(Stored data entries)
──────────

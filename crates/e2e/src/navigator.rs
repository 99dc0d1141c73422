//! Screen navigator
//!
//! Reaches a named screen from an unknown starting state. The predicate is
//! checked once without waiting; after that each attempt waits (linear
//! backoff), performs the driver's navigation action and checks again.

use serde::Serialize;
use tracing::{debug, error, info, warn};

use assetops_common::ScreenId;

use crate::driver::UiDriver;
use crate::error::{E2eError, E2eResult};
use crate::poll::{poll_until, PollOutcome, RetryBudget};
use crate::screen::Screen;
use crate::wait::WaitPolicy;

/// Result of verifying a screen's sub-elements
#[derive(Debug, Clone, PartialEq, Eq, Serialize)]
pub struct ScreenCheck {
    pub screen: ScreenId,
    pub displayed: bool,
    pub missing: Vec<&'static str>,
}

impl ScreenCheck {
    pub fn is_complete(&self) -> bool {
        self.displayed && self.missing.is_empty()
    }
}

pub struct Navigator<'a, D: UiDriver + ?Sized> {
    driver: &'a D,
    waits: WaitPolicy,
    budget: RetryBudget,
}

impl<'a, D: UiDriver + ?Sized> Navigator<'a, D> {
    pub fn new(driver: &'a D, waits: WaitPolicy, budget: RetryBudget) -> Self {
        Self {
            driver,
            waits,
            budget,
        }
    }

    /// Same navigator with a different retry budget
    pub fn with_budget(&self, budget: RetryBudget) -> Self {
        Self {
            driver: self.driver,
            waits: self.waits,
            budget,
        }
    }

    pub fn budget(&self) -> RetryBudget {
        self.budget
    }

    pub fn waits(&self) -> &WaitPolicy {
        &self.waits
    }

    pub fn driver(&self) -> &'a D {
        self.driver
    }

    /// Poll toward `screen` and report exactly how it went
    pub async fn reach(&self, screen: ScreenId) -> E2eResult<PollOutcome> {
        let driver = self.driver;
        let outcome = poll_until(
            screen.as_str(),
            self.budget,
            &self.waits,
            || driver.is_displayed(screen),
            |attempt| {
                debug!(%screen, attempt, "Navigating");
                driver.go_to(screen)
            },
        )
        .await?;

        match &outcome {
            PollOutcome::Satisfied { attempts: 0 } => debug!(%screen, "Already on screen"),
            PollOutcome::Satisfied { attempts } => info!(%screen, attempts, "Reached screen"),
            PollOutcome::TimedOut { attempts } => warn!(%screen, attempts, "Screen not reached"),
            PollOutcome::ProbeFailed { attempt, error } => {
                error!(%screen, attempt, %error, "Screen predicate failed")
            }
        }
        Ok(outcome)
    }

    /// `true` once `screen` is displayed, `false` when the budget runs out.
    ///
    /// Never errors on a timeout; errors raised by the navigation action
    /// itself are returned as-is.
    pub async fn ensure_on_screen(&self, screen: ScreenId) -> E2eResult<bool> {
        Ok(self.reach(screen).await?.is_satisfied())
    }

    /// Like [`Self::ensure_on_screen`] but a miss is an error
    pub async fn require(&self, screen: ScreenId) -> E2eResult<()> {
        match self.reach(screen).await? {
            PollOutcome::Satisfied { .. } => Ok(()),
            PollOutcome::TimedOut { attempts } => Err(E2eError::ScreenUnreachable(format!(
                "{screen} after {attempts} attempt(s)"
            ))),
            PollOutcome::ProbeFailed { error, .. } => {
                Err(E2eError::ScreenUnreachable(format!("{screen}: {error}")))
            }
        }
    }

    /// Check the predicate and then every declared sub-element
    pub async fn verify(&self, screen: &Screen) -> E2eResult<ScreenCheck> {
        let displayed = self.driver.is_displayed(screen.id).await?;
        let mut missing = Vec::new();
        for element in screen.elements {
            if !displayed || !self.driver.is_element_visible(element).await? {
                missing.push(*element);
            }
        }
        if !missing.is_empty() {
            debug!(screen = %screen.id, ?missing, "Screen incomplete");
        }
        Ok(ScreenCheck {
            screen: screen.id,
            displayed,
            missing,
        })
    }
}
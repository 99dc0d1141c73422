//! Suite runner: orders cases by dependency and priority, runs them against
//! one shared driver session and aggregates their statuses

use serde::{Deserialize, Serialize};
use std::collections::{BTreeSet, HashMap, HashSet};
use std::path::{Path, PathBuf};
use std::time::Instant;
use tracing::{debug, error, info, warn};

use crate::driver::UiDriver;
use crate::error::{E2eError, E2eResult};
use crate::expect::{CaseStatus, Expectation, Outcome};
use crate::harness::Harness;
use crate::scenario::Scenario;

/// Result of running a single case
#[derive(Debug, Clone, Serialize, Deserialize)]
pub struct CaseResult {
    pub name: String,
    pub status: CaseStatus,
    pub duration_ms: u64,
    pub checks: Vec<Expectation>,
    pub error: Option<String>,
}

impl CaseResult {
    fn skipped(name: &str, reason: String) -> Self {
        Self {
            name: name.to_string(),
            status: CaseStatus::Skipped,
            duration_ms: 0,
            checks: Vec::new(),
            error: Some(reason),
        }
    }

    /// Passed or degraded; dependents may run
    pub fn counts_as_passed(&self) -> bool {
        matches!(self.status, CaseStatus::Passed | CaseStatus::Degraded)
    }
}

/// Result of running all cases
#[derive(Debug, Clone, Default, Serialize, Deserialize)]
pub struct SuiteResult {
    pub total: usize,
    pub passed: usize,
    pub degraded: usize,
    pub failed: usize,
    pub skipped: usize,
    pub duration_ms: u64,
    pub results: Vec<CaseResult>,
}

impl SuiteResult {
    fn push(&mut self, result: CaseResult) {
        self.total += 1;
        match result.status {
            CaseStatus::Passed => self.passed += 1,
            CaseStatus::Degraded => self.degraded += 1,
            CaseStatus::Failed => self.failed += 1,
            CaseStatus::Skipped => self.skipped += 1,
        }
        self.results.push(result);
    }

    pub fn result(&self, name: &str) -> Option<&CaseResult> {
        self.results.iter().find(|r| r.name == name)
    }

    pub fn success(&self) -> bool {
        self.failed == 0
    }
}

/// Keep cases matching the filters plus everything they depend on
pub fn select(scenarios: Vec<Scenario>, tag: Option<&str>, name: Option<&str>) -> Vec<Scenario> {
    if tag.is_none() && name.is_none() {
        return scenarios;
    }

    let by_name: HashMap<&str, &Scenario> =
        scenarios.iter().map(|s| (s.name.as_str(), s)).collect();
    let mut keep: HashSet<String> = HashSet::new();
    let mut pending: Vec<&Scenario> = scenarios
        .iter()
        .filter(|s| tag.map_or(true, |t| s.has_tag(t)) && name.map_or(true, |n| s.name == n))
        .collect();

    while let Some(scenario) = pending.pop() {
        if !keep.insert(scenario.name.clone()) {
            continue;
        }
        for dep in &scenario.depends_on {
            if let Some(dep) = by_name.get(dep.as_str()) {
                pending.push(*dep);
            }
        }
    }

    scenarios.into_iter().filter(|s| keep.contains(&s.name)).collect()
}

/// Topological order over `depends_on`, ties broken by priority then name
pub fn order(scenarios: &[Scenario]) -> E2eResult<Vec<&Scenario>> {
    let index: HashMap<&str, usize> = scenarios
        .iter()
        .enumerate()
        .map(|(i, s)| (s.name.as_str(), i))
        .collect();

    let mut indegree = vec![0usize; scenarios.len()];
    let mut dependents: Vec<Vec<usize>> = vec![Vec::new(); scenarios.len()];
    for (i, scenario) in scenarios.iter().enumerate() {
        for dep in &scenario.depends_on {
            let &d = index.get(dep.as_str()).ok_or_else(|| E2eError::UnknownDependency {
                case: scenario.name.clone(),
                dependency: dep.clone(),
            })?;
            indegree[i] += 1;
            dependents[d].push(i);
        }
    }

    let key = move |i: usize| (scenarios[i].priority, scenarios[i].name.as_str(), i);
    let mut ready: BTreeSet<(i32, &str, usize)> =
        (0..scenarios.len()).filter(|&i| indegree[i] == 0).map(key).collect();
    let mut ordered = Vec::with_capacity(scenarios.len());

    while let Some(next) = ready.pop_first() {
        let i = next.2;
        ordered.push(&scenarios[i]);
        for &j in &dependents[i] {
            indegree[j] -= 1;
            if indegree[j] == 0 {
                ready.insert(key(j));
            }
        }
    }

    if ordered.len() != scenarios.len() {
        let mut stuck: Vec<&str> = scenarios
            .iter()
            .enumerate()
            .filter(|(i, _)| indegree[*i] > 0)
            .map(|(_, s)| s.name.as_str())
            .collect();
        stuck.sort();
        return Err(E2eError::DependencyCycle(stuck.join(", ")));
    }
    Ok(ordered)
}

/// Runs scenarios sequentially on one harness
pub struct SuiteRunner<D: UiDriver + ?Sized> {
    harness: Harness<D>,
}

impl<D: UiDriver + ?Sized> SuiteRunner<D> {
    pub fn new(harness: Harness<D>) -> Self {
        Self { harness }
    }

    pub fn harness(&self) -> &Harness<D> {
        &self.harness
    }

    pub fn into_harness(self) -> Harness<D> {
        self.harness
    }

    /// Run every scenario in the configured scenarios directory
    pub async fn run_all(&self) -> E2eResult<SuiteResult> {
        let scenarios = Scenario::load_all(&self.harness.config().report.scenarios_dir)?;
        self.run(&scenarios).await
    }

    pub async fn run(&self, scenarios: &[Scenario]) -> E2eResult<SuiteResult> {
        let start = Instant::now();
        let ordered = order(scenarios)?;
        let mut suite = SuiteResult::default();

        info!("Running {} case(s)...", ordered.len());

        for scenario in ordered {
            let blocked = scenario
                .depends_on
                .iter()
                .find(|dep| !suite.result(dep).map_or(false, CaseResult::counts_as_passed));
            let result = match blocked {
                Some(dep) => {
                    let status = suite
                        .result(dep)
                        .map(|r| r.status.to_string())
                        .unwrap_or_default();
                    warn!(case = %scenario.name, dependency = %dep, %status, "Skipping case");
                    CaseResult::skipped(&scenario.name, format!("dependency '{dep}' {status}"))
                }
                None => self.run_case(scenario).await,
            };

            match result.status {
                CaseStatus::Passed => info!("✓ {} ({} ms)", result.name, result.duration_ms),
                CaseStatus::Degraded => warn!(
                    "~ {} ({} ms, {} soft failure(s))",
                    result.name,
                    result.duration_ms,
                    result.checks.iter().filter(|c| c.outcome != Outcome::Passed).count()
                ),
                CaseStatus::Failed => error!(
                    "✗ {} - {}",
                    result.name,
                    result.error.as_deref().unwrap_or("unknown error")
                ),
                CaseStatus::Skipped => info!("- {} skipped", result.name),
            }
            suite.push(result);
        }

        suite.duration_ms = start.elapsed().as_millis() as u64;
        info!(
            "Results: {} passed, {} degraded, {} failed, {} skipped ({} ms)",
            suite.passed, suite.degraded, suite.failed, suite.skipped, suite.duration_ms
        );
        Ok(suite)
    }

    /// Run one case; failures land in the result, never in the return value
    pub async fn run_case(&self, scenario: &Scenario) -> CaseResult {
        let start = Instant::now();
        debug!(case = %scenario.name, steps = scenario.steps.len(), "Running case");

        let mut recorder = self.harness.recorder(&scenario.name);
        let error = match scenario.run(&self.harness, &mut recorder).await {
            Ok(()) => None,
            Err(err) => {
                recorder.abort(&err);
                Some(err.to_string())
            }
        };

        CaseResult {
            name: scenario.name.clone(),
            status: recorder.status(),
            duration_ms: start.elapsed().as_millis() as u64,
            checks: recorder.into_checks(),
            error,
        }
    }

    /// Write results to `test-results.json` in the configured output directory
    pub fn write_results(&self, results: &SuiteResult) -> E2eResult<PathBuf> {
        write_results(&self.harness.config().report.output_dir, results)
    }
}

pub fn write_results(dir: &Path, results: &SuiteResult) -> E2eResult<PathBuf> {
    std::fs::create_dir_all(dir)?;

    let path = dir.join("test-results.json");
    let json = serde_json::to_string_pretty(results)?;
    std::fs::write(&path, json)?;

    info!("Results written to: {}", path.display());
    Ok(path)
}
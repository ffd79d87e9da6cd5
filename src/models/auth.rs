//! Auth token model for the wire and for storage.

use chrono::{DateTime, Utc};
use serde::{Deserialize, Serialize};

/// Token-exchange response from the auth endpoint, also the record persisted
/// in `auths.json`. `login_time`/`expire_time` are computed at save time and
/// absent on the wire.
#[derive(Debug, Clone, Serialize, Deserialize, PartialEq)]
pub struct AuthResponse {
    pub access_token: String,
    pub refresh_token: String,
    /// Token lifetime in seconds
    pub expires_in: i64,
    pub user_id: String,
    /// When the token was stored (RFC 3339)
    #[serde(skip_serializing_if = "Option::is_none")]
    pub login_time: Option<String>,
    /// When the token expires (RFC 3339)
    #[serde(skip_serializing_if = "Option::is_none")]
    pub expire_time: Option<String>,
}

impl AuthResponse {
    /// A token is usable iff `now` is strictly before its expiry. Records
    /// without an `expire_time` (or with one that does not parse) are
    /// treated as expired.
    pub fn is_usable(&self, now: DateTime<Utc>) -> bool {
        let Some(expire_time) = &self.expire_time else {
            return false;
        };
        match DateTime::parse_from_rfc3339(expire_time) {
            Ok(expires_at) => now < expires_at.with_timezone(&Utc),
            Err(_) => false,
        }
    }
}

──────────

Above are the entries; copy out every line among them that contains the word "Deserialize".

use serde::{Deserialize, Serialize};
#[derive(Debug, Clone, Serialize, Deserialize)]
#[derive(Debug, Clone, Default, Serialize, Deserialize)]
use serde::{Deserialize, Serialize};
#[derive(Debug, Clone, Serialize, Deserialize, PartialEq)]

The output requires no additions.